The obvious strategy is to put windows in the shell. But converting the outer shell faces from single plates of 3" (at the base) steel into 60 box columns with 3" walls connected with spandrel plates seems to me to produce a structure of (at least) the same strength (which was, I believe, the point).

I also don't see how just adding more (and weaker) trusses would change anything substantially. And I don't think the problem changes if we imagine the weakening at the top to be brought about by well-placed charges on the initiating floors. But I'm all ears.
 
Last edited:

Abdullah

Active Member
I cannot imagine there's a height / load / connection strength distribution that makes it both strong enough under ordinary circumstances to stand and weak enough when on fire to fail.
When the storm winds blow, they exert an out of plane shear force on the facade that is resisted by compression in the concrete slab which in turn is prevented from sliding backwards by shear in the adjacent walls.

Sagging bends and effectively buckles the slab, m making it useless in compression. So that same out of plane force would cause the columns to bend and perhaps buckle.
 

Thomas B

Active Member
When the storm winds blow, they exert an out of plane shear force on the facade that is resisted by compression in the concrete slab which in turn is prevented from sliding backwards by shear in the adjacent walls.

Sagging bends and effectively buckles the slab, m making it useless in compression. So that same out of plane force would cause the columns to bend and perhaps buckle.
Ah, yes, so as you understand it, the walls would be so thin that, without the floors in place, the outer column would buckle in a light wind. I guess that would also make its walls weak enough to be pulled in by sagging trusses (and indeed to be weakened catastrophically by a few hours of fire.

Is that your view?
 

Abdullah

Active Member
Why was the control needed?
To prevent large portions of the building falling over to the side and hitting another 47 storey building 98 meters away and starting fires which burn for 7 hours causing that building to collapse as well
 
Last edited:

Henkka

Active Member
To prevent large portions of the building falling over to the side and hitting another 47 storey building 98 meters away and starting fires which burn for 7 hours causing that building to collapse as well
So do you think that if the Landmark tower was demolished with the absolute minimum amount of explosives required, so no extra explosives to control the fall, big chunks of the building would hit other buildings? Or would the building itself topple over?
 

Abdullah

Active Member
So do you think that if the Landmark tower was demolished with the absolute minimum amount of explosives required, so no extra explosives to control the fall, big chunks of the building would hit other buildings? Or would the building itself topple over?
Yes.
Remember the core remnant? Imagine what a headache it would have been if that thing hadn't collapsed. The same is true for large sections of the walls stripped of their burden.
 

benthamitemetric

Senior Member
Ah, yes, so as you understand it, the walls would be so thin that, without the floors in place, the outer column would buckle in a light wind.
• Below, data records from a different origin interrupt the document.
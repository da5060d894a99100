//! Decoded bitmaps for image items, keyed by `src`.

use crate::RenderResult;
use image::RgbaImage;
use std::collections::HashMap;
use std::path::Path;
use std::sync::{Arc, RwLock};

/// Shared cache of decoded images.
///
/// Image items only carry a `src` string; whoever owns the bytes registers
/// them here before the items are drawn. Missing sources draw a placeholder.
#[derive(Debug, Default)]
pub struct ImageStore {
    images: RwLock<HashMap<String, Arc<RgbaImage>>>,
}

impl ImageStore {
    pub fn new() -> Self {
        Self::default()
    }

    pub fn insert(&self, src: impl Into<String>, image: RgbaImage) {
        if let Ok(mut images) = self.images.write() {
            images.insert(src.into(), Arc::new(image));
        }
    }

    /// Decode an encoded image (PNG, JPEG, WebP) and register it.
    pub fn insert_encoded(&self, src: impl Into<String>, bytes: &[u8]) -> RenderResult<(u32, u32)> {
        let decoded = image::load_from_memory(bytes)?.to_rgba8();
        let dims = decoded.dimensions();
        self.insert(src, decoded);
        Ok(dims)
    }

    /// Decode a file, registered under its path.
    pub fn insert_file(&self, path: impl AsRef<Path>) -> RenderResult<(u32, u32)> {
        let path = path.as_ref();
        let bytes = std::fs::read(path)?;
        self.insert_encoded(path.to_string_lossy(), &bytes)
    }

    pub fn get(&self, src: &str) -> Option<Arc<RgbaImage>> {
        self.images.read().ok()?.get(src).cloned()
    }

    pub fn remove(&self, src: &str) -> bool {
        self.images.write().is_ok_and(|mut images| images.remove(src).is_some())
    }

    pub fn len(&self) -> usize {
        self.images.read().map_or(0, |images| images.len())
    }

    pub fn is_empty(&self) -> bool {
        self.len() == 0
    }
}
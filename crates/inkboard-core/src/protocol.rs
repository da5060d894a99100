//! Wire types shared by clients and the relay server.
//!
//! Board mutations travel as [`BoardAction`]s, serialized as
//! `{"type": <kind>, "data": {...}}` where `kind` is the numeric
//! [`ActionKind`]. Everything else is wrapped in the tagged
//! [`ClientMessage`] / [`ServerMessage`] envelopes.

use crate::geometry::Rect;
use crate::items::{BoardItem, ItemId, MAX_ITEM_ID};
use base64::Engine;
use base64::engine::general_purpose::STANDARD;
use serde::{Deserialize, Serialize};
use serde_json::{Value, json};
use thiserror::Error;

/// Stable identifier of a connected client.
pub type ClientId = String;

/// Errors while reading wire messages.
#[derive(Debug, Error)]
pub enum ProtocolError {
    #[error("Unknown action kind {0}")]
    UnknownKind(u8),
    #[error("Invalid {kind:?} payload: {source}")]
    InvalidPayload {
        kind: ActionKind,
        #[source]
        source: serde_json::Error,
    },
    #[error("JSON error: {0}")]
    Json(#[from] serde_json::Error),
    #[error("Base64 error: {0}")]
    Base64(#[from] base64::DecodeError),
}

pub type ProtocolResult<T> = Result<T, ProtocolError>;

/// Numeric action tags.
#[derive(Debug, Clone, Copy, PartialEq, Eq, Hash)]
#[repr(u8)]
pub enum ActionKind {
    Add = 0,
    Remove = 1,
    Move = 2,
    Scale = 3,
    Order = 4,
    LockState = 5,
    Label = 6,
    Color = 7,
    Weight = 8,
    Text = 9,
}

impl TryFrom<u8> for ActionKind {
    type Error = ProtocolError;

    fn try_from(tag: u8) -> Result<Self, Self::Error> {
        Ok(match tag {
            0 => ActionKind::Add,
            1 => ActionKind::Remove,
            2 => ActionKind::Move,
            3 => ActionKind::Scale,
            4 => ActionKind::Order,
            5 => ActionKind::LockState,
            6 => ActionKind::Label,
            7 => ActionKind::Color,
            8 => ActionKind::Weight,
            9 => ActionKind::Text,
            other => return Err(ProtocolError::UnknownKind(other)),
        })
    }
}

/// A board mutation as broadcast to peers.
#[derive(Debug, Clone, PartialEq, Serialize, Deserialize)]
#[serde(try_from = "RawAction", into = "RawAction")]
pub enum BoardAction {
    Add { items: Vec<BoardItem> },
    Remove { ids: Vec<ItemId> },
    Move { ids: Vec<ItemId>, dx: f32, dy: f32 },
    /// Absolute rects after the resize.
    Scale { rects: Vec<(ItemId, Rect)> },
    /// Relative z-index step.
    Order { ids: Vec<ItemId>, step: i16 },
    LockState { ids: Vec<ItemId>, locked: bool },
    Label { ids: Vec<ItemId>, label: Option<String> },
    Color { ids: Vec<ItemId>, color: u32 },
    Weight { ids: Vec<ItemId>, weight: f32 },
    Text { id: ItemId, text: String },
}

impl BoardAction {
    pub fn kind(&self) -> ActionKind {
        match self {
            BoardAction::Add { .. } => ActionKind::Add,
            BoardAction::Remove { .. } => ActionKind::Remove,
            BoardAction::Move { .. } => ActionKind::Move,
            BoardAction::Scale { .. } => ActionKind::Scale,
            BoardAction::Order { .. } => ActionKind::Order,
            BoardAction::LockState { .. } => ActionKind::LockState,
            BoardAction::Label { .. } => ActionKind::Label,
            BoardAction::Color { .. } => ActionKind::Color,
            BoardAction::Weight { .. } => ActionKind::Weight,
            BoardAction::Text { .. } => ActionKind::Text,
        }
    }

    pub fn is_add(&self) -> bool {
        matches!(self, BoardAction::Add { .. })
    }
}

/// The untyped `{type, data}` shape of an action on the wire.
#[derive(Debug, Clone, Serialize, Deserialize)]
pub struct RawAction {
    #[serde(rename = "type")]
    pub kind: u8,
    #[serde(default)]
    pub data: Value,
}

#[derive(Deserialize)]
struct IdsData {
    ids: Vec<ItemId>,
}

#[derive(Deserialize)]
struct AddData {
    items: Vec<Value>,
}

#[derive(Deserialize)]
struct MoveData {
    ids: Vec<ItemId>,
    dx: f32,
    dy: f32,
}

#[derive(Deserialize)]
struct ScaleEntry {
    id: ItemId,
    rect: Rect,
}

#[derive(Deserialize)]
struct ScaleData {
    items: Vec<ScaleEntry>,
}

#[derive(Deserialize)]
struct OrderData {
    ids: Vec<ItemId>,
    step: i16,
}

#[derive(Deserialize)]
struct LockData {
    ids: Vec<ItemId>,
    locked: bool,
}

#[derive(Deserialize)]
struct LabelData {
    ids: Vec<ItemId>,
    #[serde(default)]
    label: Option<String>,
}

#[derive(Deserialize)]
struct ColorData {
    ids: Vec<ItemId>,
    color: u32,
}

#[derive(Deserialize)]
struct WeightData {
    ids: Vec<ItemId>,
    weight: f32,
}

#[derive(Deserialize)]
struct TextData {
    id: ItemId,
    text: String,
}

fn payload<T: serde::de::DeserializeOwned>(kind: ActionKind, data: Value) -> ProtocolResult<T> {
    serde_json::from_value(data).map_err(|source| ProtocolError::InvalidPayload { kind, source })
}

/// Parse the items of an Add payload, dropping any that do not match
/// their declared type or could not be stored.
fn parse_items(raw: Vec<Value>) -> Vec<BoardItem> {
    raw.into_iter()
        .filter_map(|value| match serde_json::from_value::<BoardItem>(value) {
            Ok(item) if item.id > MAX_ITEM_ID => {
                log::warn!("dropping remote item {}: id exceeds {MAX_ITEM_ID}", item.id);
                None
            }
            Ok(item) if item.rect.is_finite() => Some(item),
            Ok(item) => {
                log::warn!("dropping remote item {} with non-finite bounds", item.id);
                None
            }
            Err(e) => {
                log::warn!("dropping malformed remote item: {e}");
                None
            }
        })
        .collect()
}

impl TryFrom<RawAction> for BoardAction {
    type Error = ProtocolError;

    fn try_from(raw: RawAction) -> Result<Self, Self::Error> {
        let kind = ActionKind::try_from(raw.kind)?;
        let data = raw.data;
        Ok(match kind {
            ActionKind::Add => {
                let AddData { items } = payload(kind, data)?;
                BoardAction::Add {
                    items: parse_items(items),
                }
            }
            ActionKind::Remove => {
                let IdsData { ids } = payload(kind, data)?;
                BoardAction::Remove { ids }
            }
            ActionKind::Move => {
                let MoveData { ids, dx, dy } = payload(kind, data)?;
                BoardAction::Move { ids, dx, dy }
            }
            ActionKind::Scale => {
                let ScaleData { items } = payload(kind, data)?;
                BoardAction::Scale {
                    rects: items.into_iter().map(|e| (e.id, e.rect)).collect(),
                }
            }
            ActionKind::Order => {
                let OrderData { ids, step } = payload(kind, data)?;
                BoardAction::Order { ids, step }
            }
            ActionKind::LockState => {
                let LockData { ids, locked } = payload(kind, data)?;
                BoardAction::LockState { ids, locked }
            }
            ActionKind::Label => {
                let LabelData { ids, label } = payload(kind, data)?;
                BoardAction::Label { ids, label }
            }
            ActionKind::Color => {
                let ColorData { ids, color } = payload(kind, data)?;
                BoardAction::Color { ids, color }
            }
            ActionKind::Weight => {
                let WeightData { ids, weight } = payload(kind, data)?;
                BoardAction::Weight { ids, weight }
            }
            ActionKind::Text => {
                let TextData { id, text } = payload(kind, data)?;
                BoardAction::Text { id, text }
            }
        })
    }
}

impl From<BoardAction> for RawAction {
    fn from(action: BoardAction) -> Self {
        let kind = action.kind() as u8;
        let data = match action {
            BoardAction::Add { items } => json!({ "items": items }),
            BoardAction::Remove { ids } => json!({ "ids": ids }),
            BoardAction::Move { ids, dx, dy } => json!({ "ids": ids, "dx": dx, "dy": dy }),
            BoardAction::Scale { rects } => {
                let items: Vec<Value> = rects
                    .into_iter()
                    .map(|(id, rect)| json!({ "id": id, "rect": rect }))
                    .collect();
                json!({ "items": items })
            }
            BoardAction::Order { ids, step } => json!({ "ids": ids, "step": step }),
            BoardAction::LockState { ids, locked } => json!({ "ids": ids, "locked": locked }),
            BoardAction::Label { ids, label } => json!({ "ids": ids, "label": label }),
            BoardAction::Color { ids, color } => json!({ "ids": ids, "color": color }),
            BoardAction::Weight { ids, weight } => json!({ "ids": ids, "weight": weight }),
            BoardAction::Text { id, text } => json!({ "id": id, "text": text }),
        };
        RawAction { kind, data }
    }
}

/// An action together with the client that produced it.
#[derive(Debug, Clone, PartialEq, Serialize, Deserialize)]
pub struct BoardEvent {
    pub by: ClientId,
    pub action: BoardAction,
}

/// Messages sent to the relay server.
#[derive(Debug, Clone, Serialize, Deserialize)]
#[serde(tag = "type", rename_all = "snake_case")]
pub enum ClientMessage {
    /// Join a board's room.
    Join { board: String, client_id: ClientId },
    /// Leave the current room.
    Leave,
    /// Broadcast a mutation to the room.
    Action { action: BoardAction },
    /// Store a full snapshot (base64 blob) for late joiners. `seen` is the
    /// last room sequence number applied before the snapshot was taken.
    Save {
        data: String,
        #[serde(default)]
        seen: u64,
    },
}

/// Messages received from the relay server.
#[derive(Debug, Clone, Serialize, Deserialize)]
#[serde(tag = "type", rename_all = "snake_case")]
pub enum ServerMessage {
    /// Room joined; replays the room's state.
    Ready {
        board: String,
        clients: Vec<ClientId>,
        /// Latest saved snapshot (base64 blob), if any.
        #[serde(default, skip_serializing_if = "Option::is_none")]
        snapshot: Option<String>,
        /// Events since the snapshot, oldest first.
        #[serde(default)]
        history: Vec<BoardEvent>,
        /// Sequence number of the last event in the room so far.
        #[serde(default)]
        seq: u64,
    },
    PeerJoined { client_id: ClientId },
    PeerLeft { client_id: ClientId },
    Action {
        event: BoardEvent,
        #[serde(default)]
        seq: u64,
    },
    /// The room's log is growing; answer with a `Save`.
    SaveRequested,
    Error { message: String },
}

pub fn encode_blob(data: &[u8]) -> String {
    STANDARD.encode(data)
}

pub fn decode_blob(data: &str) -> ProtocolResult<Vec<u8>> {
    Ok(STANDARD.decode(data)?)
}
//! Debounced saving of the open board.

use crate::storage::{FileStorage, Storage, StorageResult};
use std::sync::Arc;
use std::time::{Duration, Instant};

/// Key under which the most recently saved board is also kept.
pub const LAST_BOARD_KEY: &str = "__last_board__";

/// Tracks unsaved changes and decides when a save is due.
///
/// A save is due once the board is dirty and at least `interval` has passed
/// since the last save.
#[derive(Debug, Clone)]
pub struct SaveDebouncer {
    interval: Duration,
    last_save: Option<Instant>,
    dirty: bool,
}

impl SaveDebouncer {
    pub fn new(interval: Duration) -> Self {
        Self {
            interval,
            last_save: None,
            dirty: false,
        }
    }

    pub fn interval(&self) -> Duration {
        self.interval
    }

    pub fn mark_dirty(&mut self) {
        self.dirty = true;
    }

    pub fn is_dirty(&self) -> bool {
        self.dirty
    }

    pub fn should_save(&self) -> bool {
        self.should_save_at(Instant::now())
    }

    pub fn should_save_at(&self, now: Instant) -> bool {
        self.dirty
            && self
                .last_save
                .is_none_or(|last| now.saturating_duration_since(last) >= self.interval)
    }

    pub fn mark_saved(&mut self) {
        self.mark_saved_at(Instant::now());
    }

    pub fn mark_saved_at(&mut self, now: Instant) {
        self.last_save = Some(now);
        self.dirty = false;
    }
}

/// Storage front for the open board.
pub struct AutoSave<S: Storage> {
    storage: Arc<S>,
    board_id: String,
}

impl<S: Storage> AutoSave<S> {
    pub fn new(storage: Arc<S>, board_id: impl Into<String>) -> Self {
        Self {
            storage,
            board_id: board_id.into(),
        }
    }

    pub fn board_id(&self) -> &str {
        &self.board_id
    }

    pub fn set_board_id(&mut self, id: impl Into<String>) {
        self.board_id = id.into();
    }

    pub fn storage(&self) -> &Arc<S> {
        &self.storage
    }

    /// Save `blob` if `debouncer` says a save is due. Returns whether it
    /// saved.
    pub async fn maybe_save(&self, debouncer: &mut SaveDebouncer, blob: impl FnOnce() -> Vec<u8>) -> StorageResult<bool> {
        if !debouncer.should_save() {
            return Ok(false);
        }
        self.save(&blob()).await?;
        debouncer.mark_saved();
        Ok(true)
    }

    /// Save now, under the board id and as the last board.
    pub async fn save(&self, blob: &[u8]) -> StorageResult<()> {
        self.storage.save(&self.board_id, blob).await?;
        self.storage.save(LAST_BOARD_KEY, blob).await?;
        log::debug!("saved board {} ({} bytes)", self.board_id, blob.len());
        Ok(())
    }

    /// Load a board and make it the current one.
    pub async fn load(&mut self, id: &str) -> StorageResult<Vec<u8>> {
        let blob = self.storage.load(id).await?;
        self.board_id = id.to_string();
        Ok(blob)
    }

    /// The most recently saved board, if any.
    pub async fn load_last(&self) -> Option<Vec<u8>> {
        match self.storage.load(LAST_BOARD_KEY).await {
            Ok(blob) => Some(blob),
            Err(e) => {
                log::debug!("no last board: {e}");
                None
            }
        }
    }

    pub async fn delete(&self, id: &str) -> StorageResult<()> {
        self.storage.delete(id).await
    }

    /// Saved board ids, without the last-board alias.
    pub async fn list_boards(&self) -> StorageResult<Vec<String>> {
        let mut ids = self.storage.list().await?;
        ids.retain(|id| id != LAST_BOARD_KEY);
        Ok(ids)
    }

    pub async fn exists(&self, id: &str) -> StorageResult<bool> {
        self.storage.exists(id).await
    }
}

/// Autosave into the default on-disk location.
pub fn create_autosave(board_id: impl Into<String>) -> StorageResult<AutoSave<FileStorage>> {
    Ok(AutoSave::new(Arc::new(FileStorage::default_location()?), board_id))
}
//! The engine a frontend drives.
//!
//! A [`Session`] owns one board and everything around it: undo history,
//! camera, selection, the outbox of actions for peers and the autosave
//! state. Local edits go through [`BoardCommand`]s on the history stack;
//! peers' edits go through [`reconcile`](crate::reconcile) and bypass it.

use crate::actions::{BoardCommand, Effects};
use crate::board::Board;
use crate::camera::Camera;
use crate::chunks::{Chunk, RebuildStatus};
use crate::codec::{self, DecodeReport, IdMode};
use crate::config::EngineConfig;
use crate::geometry::{Point, PressurePoint, Rect};
use crate::history::ActionStack;
use crate::items::{BoardItem, ItemId, ItemKind, PathItem, Stroke};
use crate::protocol::{BoardEvent, ClientId, ClientMessage, ServerMessage, decode_blob, encode_blob};
use crate::reconcile::{self, BatchOutcome};
use crate::storage::{AutoSave, SaveDebouncer, Storage, StorageResult};
use crate::surface::SurfaceFactory;
use crate::transport::{ConnectionState, Outbox, Transport, TransportEvent, TransportResult};
use kurbo::{Size, Vec2};
use std::time::Duration;
use uuid::Uuid;

/// One client's view of a board.
pub struct Session<F: SurfaceFactory> {
    client_id: ClientId,
    board_id: Option<String>,
    board: Board<F>,
    history: ActionStack<BoardCommand>,
    pub camera: Camera,
    viewport: Size,
    selection: Vec<ItemId>,
    selection_bounds: Option<Rect>,
    outbox: Outbox,
    saves: SaveDebouncer,
    connection: ConnectionState,
    peers: Vec<ClientId>,
    /// Last room sequence number applied to the board.
    seen_seq: u64,
    config: EngineConfig,
}

impl<F: SurfaceFactory> std::fmt::Debug for Session<F> {
    fn fmt(&self, f: &mut std::fmt::Formatter<'_>) -> std::fmt::Result {
        f.debug_struct("Session")
            .field("client_id", &self.client_id)
            .field("board_id", &self.board_id)
            .field("board", &self.board)
            .field("selection", &self.selection)
            .field("connection", &self.connection)
            .finish_non_exhaustive()
    }
}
I guess that would also make its walls weak enough to be pulled in by sagging trusses (and indeed to be weakened catastrophically by a few hours of fire.

Is that your view?
Given that it has been clearly documented in the NIST report that the walls of the WTC were, in fact, pulled in by the trusses prior to the global collapse (and that can be easily verified independently via analysis of readily available photographs of the walls), is this your roundabout way of coming to understand that the WTC was not as strong as the cartoon monolith seem to imagine, or is that point flying right over your head at the moment?
 
Last edited:

Henkka

Active Member
And you also believe the building on the left here collapsed in the way that it did, with zero explosives used to either initiate or control the fall? Note that the third comparison in the video happens to actually be the Landmark tower:

Source: https://www.youtube.com/watch?v=D7Rm6ZFROmc

No-click: Video put together by AE911 comparing the fall of WTC 7 to that of three controlled demolitions. The third comparison at 0:12 is the Landmark implosion that has been brought up in this thread.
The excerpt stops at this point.